The role of position 10 in the β-turn region of glucagon was investigated by substituting chiral constrained amino acids and other modifications in the N-terminal region. A series of glucagon analogues have been designed and synthesized by incorporating β-methylphenylalanine isomers (2S,3S, 2S,3R, 2R,3R, and 2R,3S) at position 10 in order to explore the structural and topographical requirements of the glucagon receptor, and, in addition, utilizing previous studies which indicated that antagonism could be enhanced by modifications (des-His, Glu9) and a bulky group at position 5. The structures of the new analogues are as follows:  [des-His1,Tyr5,Glu9]glucagon-NH2 (II), [des-His1,Tyr5,Glu9,Phe10]glucagon-NH2 (III), [des-His1,Tyr5,Glu9,Ala10]glucagon-NH2 (IV), [des-His1,Tyr5,Glu9,(2S,3R)-β-MePhe10]glucagon-NH2 (V), [des-His1,Tyr5,Glu9,(2S,3S)-β-MePhe10]glucagon-NH2 (VI), [des-His1,Tyr5,Glu9,d-Tyr10]glucagon-NH2 (VII), [des-His1,Tyr5,Glu9,d-Phe10]glucagon-NH2 (VIII), [des-His1,Tyr5,Glu9,d-Ala10]glucagon-NH2 (IX), [des-His1,Tyr5,Glu9,(2R,3R)-β-MePhe10]glucagon-NH2 (X), and [des-His1,Tyr5,Glu9,(2R,3S)-β-MePhe10]glucagon-NH2 (XI). These analogues led to dramatically different changes in in vitro binding affinities for glucagon receptors. Their receptor binding potencies IC50 values (nM) are 2.3 (II), 4.1 (III), 395.0 (IV), 10.0 (V), 170.0 (VI), 74.0 (VII), 34.5 (VIII), 510.0 (IX), 120.0 (X), and 180.0 (XI).

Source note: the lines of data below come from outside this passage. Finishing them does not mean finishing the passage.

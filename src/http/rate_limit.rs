//! Request pacing
//!
//! One token bucket (governor) is shared by every profile worker, so the
//! combined request rate stays under the account quota.

use governor::clock::DefaultClock;
use governor::middleware::NoOpMiddleware;
use governor::state::{InMemoryState, NotKeyed};
use governor::{Quota, RateLimiter as Governor};
use std::num::NonZeroU32;
use std::sync::Arc;
use tracing::debug;

/// Quota for the shared bucket
#[derive(Debug, Clone, Copy, PartialEq, Eq)]
pub struct RateLimiterConfig {
    /// Sustained requests per second
    pub requests_per_second: u32,
    /// Requests allowed back to back before pacing starts
    pub burst_size: u32,
}

impl Default for RateLimiterConfig {
    fn default() -> Self {
        Self::per_second(10)
    }
}

impl RateLimiterConfig {
    /// Quota with an explicit burst
    pub fn new(requests_per_second: u32, burst_size: u32) -> Self {
        Self {
            requests_per_second,
            burst_size,
        }
    }

    /// Quota whose burst equals one second of traffic
    pub fn per_second(requests_per_second: u32) -> Self {
        Self::new(requests_per_second, requests_per_second)
    }
}

/// Shared request pacer; clones share the same bucket
#[derive(Clone)]
pub struct RateLimiter {
    limiter: Arc<Governor<NotKeyed, InMemoryState, DefaultClock, NoOpMiddleware>>,
    quota: RateLimiterConfig,
}

impl RateLimiter {
    /// Zero rates are raised to one request per second
    pub fn new(config: &RateLimiterConfig) -> Self {
        let rate = NonZeroU32::new(config.requests_per_second).unwrap_or(NonZeroU32::MIN);
        let burst = NonZeroU32::new(config.burst_size).unwrap_or(NonZeroU32::MIN);

        Self {
            limiter: Arc::new(Governor::direct(Quota::per_second(rate).allow_burst(burst))),
            quota: *config,
        }
    }

    /// Wait for a permit; returns whether the caller was held back
    pub async fn wait(&self) -> bool {
        if self.limiter.check().is_ok() {
            return false;
        }
        debug!(
            requests_per_second = self.quota.requests_per_second,
            "Request paced by local rate limit"
        );
        self.limiter.until_ready().await;
        true
    }

    /// Take a permit without waiting
    pub fn try_acquire(&self) -> bool {
        self.limiter.check().is_ok()
    }

    /// Configured quota
    pub fn quota(&self) -> RateLimiterConfig {
        self.quota
    }
}

impl std::fmt::Debug for RateLimiter {
    fn fmt(&self, f: &mut std::fmt::Formatter<'_>) -> std::fmt::Result {
        f.debug_struct("RateLimiter")
            .field("quota", &self.quota)
            .finish()
    }
}
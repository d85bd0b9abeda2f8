//! Decoder types and traits
//!
//! Defines the core decoder abstractions.

use super::decoders::{GzipJsonDecoder, JsonDecoder};
use crate::error::Result;
use serde::{Deserialize, Serialize};
use serde_json::Value;

/// Format of the response body
#[derive(Debug, Clone, Copy, PartialEq, Eq, Default, Serialize, Deserialize)]
#[serde(rename_all = "snake_case")]
pub enum DecoderFormat {
    /// JSON format (default)
    #[default]
    Json,
    /// Gzip-compressed JSON
    GzipJson,
}

/// Configuration for decoding responses
#[derive(Debug, Clone, Default)]
pub struct DecoderConfig {
    /// Response format
    pub format: DecoderFormat,
    /// JSONPath to extract records from response
    pub record_path: Option<String>,
}

impl DecoderConfig {
    /// Create a JSON decoder config with a record path
    pub fn json_with_path(path: impl Into<String>) -> Self {
        Self {
            format: DecoderFormat::Json,
            record_path: Some(path.into()),
        }
    }

    /// Create a gzip JSON decoder config whose body is the record array
    pub fn gzip_json() -> Self {
        Self {
            format: DecoderFormat::GzipJson,
            record_path: None,
        }
    }

    /// Build the decoder described by this config
    pub fn decoder(&self) -> Box<dyn RecordDecoder> {
        let json = match &self.record_path {
            Some(path) => JsonDecoder::with_path(path),
            None => JsonDecoder::new(),
        };
        match self.format {
            DecoderFormat::Json => Box::new(json),
            DecoderFormat::GzipJson => Box::new(GzipJsonDecoder::new(json)),
        }
    }
}

/// Trait for decoding response bodies into records
pub trait RecordDecoder: Send + Sync {
    /// Decode the response body into a list of records
    fn decode(&self, body: &[u8]) -> Result<Vec<Value>>;

    /// Decode the response body into a single JSON value (full response)
    fn decode_raw(&self, body: &[u8]) -> Result<Value>;
}
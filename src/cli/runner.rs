//! CLI runner - executes commands

use crate::cli::commands::{Cli, Commands};
use crate::config::TapConfig;
use crate::connector::{AmazonAdsConnector, Connector};
use crate::error::{Error, Result};
use crate::output::{MessageSink, StdoutSink};
use crate::state::StateManager;
use serde_json::{json, Value};
use std::sync::atomic::{AtomicBool, Ordering};
use std::sync::Arc;
use tracing::{error, info, warn};

/// CLI runner
pub struct Runner {
    cli: Cli,
    connector: AmazonAdsConnector,
}

impl Runner {
    /// Create a new runner
    pub fn new(cli: Cli) -> Self {
        Self {
            cli,
            connector: AmazonAdsConnector::new(),
        }
    }

    /// Run the CLI command
    pub async fn run(&self) -> Result<()> {
        match &self.cli.command {
            Commands::Spec => self.spec(),
            Commands::Check => self.check().await,
            Commands::Discover => self.discover().await,
            Commands::Read { .. } => self.read().await,
        }
    }

    /// Load config; inline JSON takes precedence over the file
    fn load_config(&self) -> Result<TapConfig> {
        if let Some(json_str) = &self.cli.config_json {
            return TapConfig::from_str(json_str);
        }
        match &self.cli.config {
            Some(path) => TapConfig::from_path(path),
            None => Err(Error::config(
                "No configuration given (use --config or --config-json)",
            )),
        }
    }

    /// Load state
    fn load_state(&self) -> Result<StateManager> {
        match &self.cli.state {
            Some(path) => StateManager::from_file(path),
            None => Ok(StateManager::in_memory()),
        }
    }

    /// Print the configuration specification
    fn spec(&self) -> Result<()> {
        let spec = self.connector.spec();
        output_message(&json!({
            "type": "SPEC",
            "spec": {
                "name": spec.name,
                "title": spec.title,
                "description": spec.description,
                "connectionSpecification": spec.connection_specification
            }
        }));
        Ok(())
    }

    /// Check credentials and profile access
    async fn check(&self) -> Result<()> {
        let config = self.load_config()?;
        let result = self.connector.check(&config).await?;

        let (status, message) = if result.success {
            ("SUCCEEDED", "Connection successful".to_string())
        } else {
            (
                "FAILED",
                format!(
                    "Connection failed: {}",
                    result.message.as_deref().unwrap_or("unknown error")
                ),
            )
        };
        output_message(&json!({
            "type": "CONNECTION_STATUS",
            "connectionStatus": {
                "status": status,
                "message": message
            }
        }));

        if result.success {
            Ok(())
        } else {
            Err(Error::ConnectionCheck {
                message: result.message.unwrap_or_default(),
            })
        }
    }

    /// Print the catalog
    async fn discover(&self) -> Result<()> {
        let config = self.load_config()?;
        let catalog = self.connector.discover(&config).await?;
        output_message(&catalog);
        Ok(())
    }

    /// Run a sync; stdout carries the message protocol
    async fn read(&self) -> Result<()> {
        let config = self.load_config()?;
        let state = self.load_state()?;
        let streams = self.cli.command.selected_streams();
        let sink: Arc<dyn MessageSink> = Arc::new(StdoutSink::new());

        let cancelled = Arc::new(AtomicBool::new(false));
        let signal_flag = Arc::clone(&cancelled);
        tokio::spawn(async move {
            if tokio::signal::ctrl_c().await.is_ok() {
                warn!("Interrupt received, stopping after the current request");
                signal_flag.store(true, Ordering::SeqCst);
            }
        });

        let report = self
            .connector
            .read(&config, &streams, state, sink, cancelled)
            .await?;

        for failure in &report.failures {
            error!(
                profile_id = %failure.profile_id,
                stream = %failure.stream,
                error = %failure.error,
                "Stream did not complete"
            );
        }

        if report.cancelled {
            return Err(Error::Cancelled);
        }
        if !report.failures.is_empty() {
            return Err(Error::Other(format!(
                "{} profile/stream pair(s) failed",
                report.failures.len()
            )));
        }

        info!(
            records = report.stats.records_emitted,
            streams = report.stats.streams_completed,
            "Read complete"
        );
        Ok(())
    }
}

/// Write a single JSON line to stdout
fn output_message(msg: &Value) {
    println!("{}", serde_json::to_string(msg).unwrap_or_default());
}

Analogues II, III, V, VI, and XI were found to be weak partial agonists/partial antagonists with maximum stimulation between 5%−9%, while the other compounds (IV and VII−X) were antagonists unable to activate the adenylate cyclase system even at concentrations as high as 10-5 M. In competition experiments, all of the analogues caused a right shift of the glucagon-stimulated adenylate cyclase dose−response curve. The pA 2 values were 6.60 (II), 6.85 (III), 6.20 (IV), 6.20 (V), 6.10 (VI), 6.50 (VII), 6.20 (VIII), 5.85 (IX), 6.20 (X), and 6.00 (XI). Putative topographical requirements of the glucagon receptor for the aromatic side chain conformation in position 10 of glucagon antagonists are discussed.